— DATA FOR THIS EXERCISE —
//! Content-addressed knowledge base of finished runs.
//!
//! [`ResultCache`] maps the SHA-256 digest of an instruction's text to the run that answered
//! it: the final result text plus the transcript. An entry is created the first time an
//! instruction completes and read back for every later identical instruction; entries are
//! never updated by the pipeline, expired or evicted.
//!
//! The physical layer sits behind [`CacheStore`]:
//!
//! ```text
//! knowledge/
//!   task_3a7bd3e2360a3d29eea436fcfb7e44c735d117c42d1c1835420b6b9942dd4f1b.json
//!   task_9f86d081884c7d659a2feaa0c55ad015a3bf4f1b2b0b822cd15d6c15b0f00a08.json
//! ```
//!
//! Each file holds one JSON [`CacheEntry`]. [`FileCacheStore`] replaces whole files through a
//! temporary file and a rename, so a reader sees either the old entry or the new one, never a
//! partial write. [`ResultCache`] additionally serialises writers per key.
//!
//! # Example
//!
//! ```rust
//! use aichat::knowledge::{InMemoryCacheStore, ResultCache};
//! use aichat::transcript::Transcript;
//! use std::sync::Arc;
//!
//! let cache = ResultCache::new(Arc::new(InMemoryCacheStore::new()));
//! assert!(cache.get("what is 2+2?").is_none());
//!
//! cache.put("what is 2+2?", &Transcript::new(), "4").unwrap();
//! assert_eq!(cache.get("what is 2+2?").unwrap().result, "4");
//! ```

use crate::transcript::Transcript;
use serde::{Deserialize, Serialize};
use sha2::{Digest, Sha256};
use std::collections::HashMap;
use std::error::Error;
use std::fmt;
use std::fs;
use std::io;
use std::path::{Path, PathBuf};
use std::sync::{Arc, Mutex, RwLock};

/// One finished run as stored in the knowledge base.
#[derive(Debug, Clone, PartialEq, Serialize, Deserialize)]
pub struct CacheEntry {
    /// The exact instruction text; guards against digest collisions on lookup.
    pub instruction: String,
    pub transcript: Transcript,
    pub result: String,
}

#[derive(Debug, Clone, PartialEq, Eq)]
pub enum CacheIoError {
    /// The backing storage could not be read or written.
    Io(String),
    /// A stored entry could not be encoded or decoded.
    Serialization(String),
}

impl fmt::Display for CacheIoError {
    fn fmt(&self, f: &mut fmt::Formatter<'_>) -> fmt::Result {
        match self {
            CacheIoError::Io(msg) => write!(f, "knowledge store IO error: {}", msg),
            CacheIoError::Serialization(msg) => {
                write!(f, "knowledge store serialization error: {}", msg)
            }
        }
    }
}

impl Error for CacheIoError {}

impl From<io::Error> for CacheIoError {
    fn from(e: io::Error) -> Self {
        CacheIoError::Io(e.to_string())
    }
}

impl From<serde_json::Error> for CacheIoError {
    fn from(e: serde_json::Error) -> Self {
        CacheIoError::Serialization(e.to_string())
    }
}

/// Lowercase hex SHA-256 of the instruction text. Stable across processes and platforms.
pub fn instruction_digest(instruction: &str) -> String {
    let mut hasher = Sha256::new();
    hasher.update(instruction.as_bytes());
    format!("{:x}", hasher.finalize())
}

/// Durable key -> entry storage that outlives the process.
pub trait CacheStore: Send + Sync {
    fn load(&self, key: &str) -> Result<Option<CacheEntry>, CacheIoError>;

    /// Replace the entry for `key` as a whole.
    fn store(&self, key: &str, entry: &CacheEntry) -> Result<(), CacheIoError>;
}

/// One JSON file per entry under a directory.
pub struct FileCacheStore {
    dir: PathBuf,
}

impl FileCacheStore {
    /// Opens (and creates, if needed) the knowledge directory.
    pub fn new(dir: impl AsRef<Path>) -> io::Result<Self> {
        let dir = dir.as_ref().to_path_buf();
        fs::create_dir_all(&dir)?;
        Ok(Self { dir })
    }

    pub fn dir(&self) -> &Path {
        &self.dir
    }

    pub fn path_for(&self, key: &str) -> PathBuf {
        self.dir.join(format!("task_{}.json", key))
    }
}

impl CacheStore for FileCacheStore {
    fn load(&self, key: &str) -> Result<Option<CacheEntry>, CacheIoError> {
        let raw = match fs::read_to_string(self.path_for(key)) {
            Ok(raw) => raw,
            Err(e) if e.kind() == io::ErrorKind::NotFound => return Ok(None),
            Err(e) => return Err(e.into()),
        };
        Ok(Some(serde_json::from_str(&raw)?))
    }

    fn store(&self, key: &str, entry: &CacheEntry) -> Result<(), CacheIoError> {
        let json = serde_json::to_string(entry)?;
        let final_path = self.path_for(key);
        let tmp_path = self
            .dir
            .join(format!(".task_{}.{}.tmp", key, uuid::Uuid::new_v4()));

        if let Err(e) = fs::write(&tmp_path, json.as_bytes())
            .and_then(|_| fs::rename(&tmp_path, &final_path))
        {
            let _ = fs::remove_file(&tmp_path);
            return Err(e.into());
        }
        Ok(())
    }
}

/// Process-local store, mainly for tests and ephemeral shells.
#[derive(Default)]
pub struct InMemoryCacheStore {
    entries: RwLock<HashMap<String, CacheEntry>>,
}

impl InMemoryCacheStore {
    pub fn new() -> Self {
        Self::default()
    }

    pub fn len(&self) -> usize {
        self.entries.read().map(|entries| entries.len()).unwrap_or(0)
    }

    pub fn is_empty(&self) -> bool {
        self.len() == 0
    }
}

impl CacheStore for InMemoryCacheStore {
    fn load(&self, key: &str) -> Result<Option<CacheEntry>, CacheIoError> {
        let entries = self
            .entries
            .read()
            .map_err(|_| CacheIoError::Io("in-memory store lock poisoned".into()))?;
        Ok(entries.get(key).cloned())
    }

    fn store(&self, key: &str, entry: &CacheEntry) -> Result<(), CacheIoError> {
        let mut entries = self
            .entries
            .write()
            .map_err(|_| CacheIoError::Io("in-memory store lock poisoned".into()))?;
        entries.insert(key.to_string(), entry.clone());
        Ok(())
    }
}

/// The logical cache the secretary talks to.
pub struct ResultCache {
    store: Arc<dyn CacheStore>,
    key_locks: Mutex<HashMap<String, Arc<Mutex<()>>>>,
}

impl ResultCache {
    pub fn new(store: Arc<dyn CacheStore>) -> Self {
        Self {
            store,
            key_locks: Mutex::new(HashMap::new()),
        }
    }

    /// Look up a previous run of exactly this instruction text.
    ///
    /// A store that cannot be read is logged and reported as a miss: the run then proceeds
    /// and recomputes the answer.
    pub fn get(&self, instruction: &str) -> Option<CacheEntry> {
        let key = instruction_digest(instruction);
        match self.store.load(&key) {
            Ok(Some(entry)) if entry.instruction == instruction => Some(entry),
            Ok(Some(_)) => {
                log::warn!("knowledge entry {} belongs to a different instruction", key);
                None
            }
            Ok(None) => None,
            Err(e) => {
                log::warn!("knowledge lookup for {} failed, treating as a miss: {}", key, e);
                None
            }
        }
    }

    /// Record the run for `instruction`. Last write wins; concurrent writers to the same key
    /// are serialised and each replaces the entry as a whole.
    pub fn put(
        &self,
        instruction: &str,
        transcript: &Transcript,
        result: &str,
    ) -> Result<(), CacheIoError> {
        let key = instruction_digest(instruction);
        let key_lock = self.lock_for(&key);
        let stored = {
            let _guard = match key_lock.lock() {
                Ok(guard) => guard,
                Err(poisoned) => poisoned.into_inner(),
            };
            let entry = CacheEntry {
                instruction: instruction.to_string(),
                transcript: transcript.clone(),
                result: result.to_string(),
            };
            self.store.store(&key, &entry)
        };
        self.release(&key, key_lock);
        stored?;
        log::debug!("knowledge entry {} written", key);
        Ok(())
    }

    /// Drop the lock entry for `key` once no other writer holds or waits on it.
    fn release(&self, key: &str, key_lock: Arc<Mutex<()>>) {
        let mut locks = match self.key_locks.lock() {
            Ok(locks) => locks,
            Err(poisoned) => poisoned.into_inner(),
        };
        // One reference in the map, one here: nobody else is queued.
        if Arc::strong_count(&key_lock) == 2 {
            locks.remove(key);
        }
    }

    fn lock_for(&self, key: &str) -> Arc<Mutex<()>> {
        let mut locks = match self.key_locks.lock() {
            Ok(locks) => locks,
            Err(poisoned) => poisoned.into_inner(),
        };
        Arc::clone(
            locks
                .entry(key.to_string())
                .or_insert_with(|| Arc::new(Mutex::new(()))),
        )
    }
}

— AIM OF THE TASK —
From the entries above, extract only the lines running from the one containing "pub fn dir(&self)" through the one containing "return Err(e.into());", inclusive.

— ANSWER TO THIS TASK —
    pub fn dir(&self) -> &Path {
        &self.dir
    }

    pub fn path_for(&self, key: &str) -> PathBuf {
        self.dir.join(format!("task_{}.json", key))
    }
}

impl CacheStore for FileCacheStore {
    fn load(&self, key: &str) -> Result<Option<CacheEntry>, CacheIoError> {
        let raw = match fs::read_to_string(self.path_for(key)) {
            Ok(raw) => raw,
            Err(e) if e.kind() == io::ErrorKind::NotFound => return Ok(None),
            Err(e) => return Err(e.into()),
        };
        Ok(Some(serde_json::from_str(&raw)?))
    }

    fn store(&self, key: &str, entry: &CacheEntry) -> Result<(), CacheIoError> {
        let json = serde_json::to_string(entry)?;
        let final_path = self.path_for(key);
        let tmp_path = self
            .dir
            .join(format!(".task_{}.{}.tmp", key, uuid::Uuid::new_v4()));

        if let Err(e) = fs::write(&tmp_path, json.as_bytes())
            .and_then(|_| fs::rename(&tmp_path, &final_path))
        {
            let _ = fs::remove_file(&tmp_path);
            return Err(e.into());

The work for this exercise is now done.